La Lichontchicha n’entendait rien.

— Allons, avance ! File plus loin ! s’écria le poteschin[4]. Et il leva son bâton.

— Frappe ! Tue-moi ! répondit-elle. Dieu est témoin que je t’en saurai gré. Une seule prière... mon petit cœur... Tu m’enterreras aussi, dis ?

— Ma foi, que Dieu te garde ! répondit le poteschin d’un ton plus doux.

— Ayez la bonté de la laisser là, dit Gordon, qui s’avança vers le poteschin ; elle ne vous gênera pas, ni toi ni les autres.

Les cloches sonnaient à toute volée. Le peuple, avec un hourrah formidable, était tombé à genoux. Pierre Alexiewitch s’avançait la tête découverte, tout seul. Il saluait à droite et à gauche ; l’archimandrite Silvestre, le chapitre et les boyards parurent sur le seuil de la cathédrale ; il joignit les mains et entama son discours de cérémonie. Tout à coup une femme grande et maigre sortit de la foule. Son visage ridé était d’une pâleur mortelle. Les larmes avaient creusé deux profonds sillons sur ses joues. Ses lèvres blêmes tremblaient ; elle étendit les mains vers le czar ; majestueuse, calme, elle fit trois pas en avant et tomba aux pieds de Pierre sans un mot, sans une plainte. Le czar s’arrêta. Une ombre de défiance passa sur son visage. Il se retourna. Il n’y avait personne près de lui.

— Que veux-tu, petite mère ? dit-il en relevant lui-même la malheureuse.

Gordon descendit l’escalier et se rapprocha du czar.

— Grâce !

Ce fut tout ce que la Lichontchicha put dire. Elle se précipita de nouveau aux genoux du czar.

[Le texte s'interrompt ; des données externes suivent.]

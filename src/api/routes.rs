//! API Routes
//!
//! Configures the Axum router with all service endpoints.

use axum::{
    routing::{any, delete, get},
    Router,
};
use tower_http::{
    cors::{Any, CorsLayer},
    trace::TraceLayer,
};

use super::handlers::{
    cache_stats_handler, clear_cache_handler, health_handler, not_found_handler, salary_handler,
    AppState,
};

/// Creates the main router with all endpoints configured.
///
/// # Endpoints
/// - `GET /api/salary` - Salary estimate for a company and job title
/// - `GET /api/cache/stats` - Cache statistics
/// - `DELETE /api/cache` - Clear the cache, optionally by prefix
/// - `GET /health` - Health check endpoint
///
/// Anything else answers with the 404 body.
pub fn create_router(state: AppState) -> Router {
    // Configure CORS middleware
    let cors = CorsLayer::new()
        .allow_origin(Any)
        .allow_methods(Any)
        .allow_headers(Any);

    Router::new()
        .route("/api/salary", any(salary_handler))
        .route("/api/cache/stats", get(cache_stats_handler))
        .route("/api/cache", delete(clear_cache_handler))
        .route("/health", get(health_handler))
        .fallback(not_found_handler)
        .layer(cors)
        .layer(TraceLayer::new_for_http())
        .with_state(state)
}

#[cfg(test)]
mod tests {
    use super::*;
    use crate::config::Config;
    use axum::{
        body::Body,
        http::{Request, StatusCode},
    };
    use tower::util::ServiceExt;

    fn create_test_app() -> Router {
        create_router(AppState::from_config(&Config::default()))
    }

    #[tokio::test]
    async fn test_health_endpoint() {
        let app = create_test_app();

        let response = app
            .oneshot(Request::builder().uri("/health").body(Body::empty()).unwrap())
            .await
            .unwrap();

        assert_eq!(response.status(), StatusCode::OK);
    }

    #[tokio::test]
    async fn test_unknown_route_is_404() {
        let app = create_test_app();

        let response = app
            .oneshot(Request::builder().uri("/nope").body(Body::empty()).unwrap())
            .await
            .unwrap();

        assert_eq!(response.status(), StatusCode::NOT_FOUND);
    }

    #[tokio::test]
    async fn test_salary_missing_param_is_400() {
        let app = create_test_app();

        let response = app
            .oneshot(
                Request::builder()
                    .uri("/api/salary?jobTitle=Engineer")
                    .body(Body::empty())
                    .unwrap(),
            )
            .await
            .unwrap();

        assert_eq!(response.status(), StatusCode::BAD_REQUEST);
    }

    #[tokio::test]
    async fn test_salary_unconfigured_is_500() {
        let app = create_test_app();

        let response = app
            .oneshot(
                Request::builder()
                    .uri("/api/salary?companyName=Acme&jobTitle=Engineer")
                    .body(Body::empty())
                    .unwrap(),
            )
            .await
            .unwrap();

        assert_eq!(response.status(), StatusCode::INTERNAL_SERVER_ERROR);
    }
}
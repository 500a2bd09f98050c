pub mod codegen;
pub mod jit;

pub use codegen::{Codegen, CodegenError};
pub use jit::{ExecValue, Jit};

/// Errors surfaced by the native-code layers rather than by checking the
/// script itself.
#[derive(thiserror::Error, Debug)]
pub enum BackendError {
    #[error(transparent)]
    Module(#[from] cranelift_module::ModuleError),
}

pub type BackendResult<T> = Result<T, BackendError>;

Étrange ! Le czar resta immobile et ne chercha pas à se débarrasser de la vieille femme. Très calme, après un instant de réflexion, il lui demanda d’une voix douce :

— Eh bien ! ma vieille, les larmes t’ont-elles soulagée ? Dis-moi maintenant, que désires-tu ?

— Grâce ! grâce pour mes enfants, père czar, notre soleil, notre gloire ! Ne prive pas une vieille femme de son unique bonheur. Grâce pour mes enfants !

— Qui sont tes enfants ?

— Les Lichonzi, père czar !

Le czar fronça le sourcil : son visage eut un mouvement convulsif ; il s’éloigna en disant d’une voix brève :

— Ce n’est pas en ma puissance ; non, je ne le puis.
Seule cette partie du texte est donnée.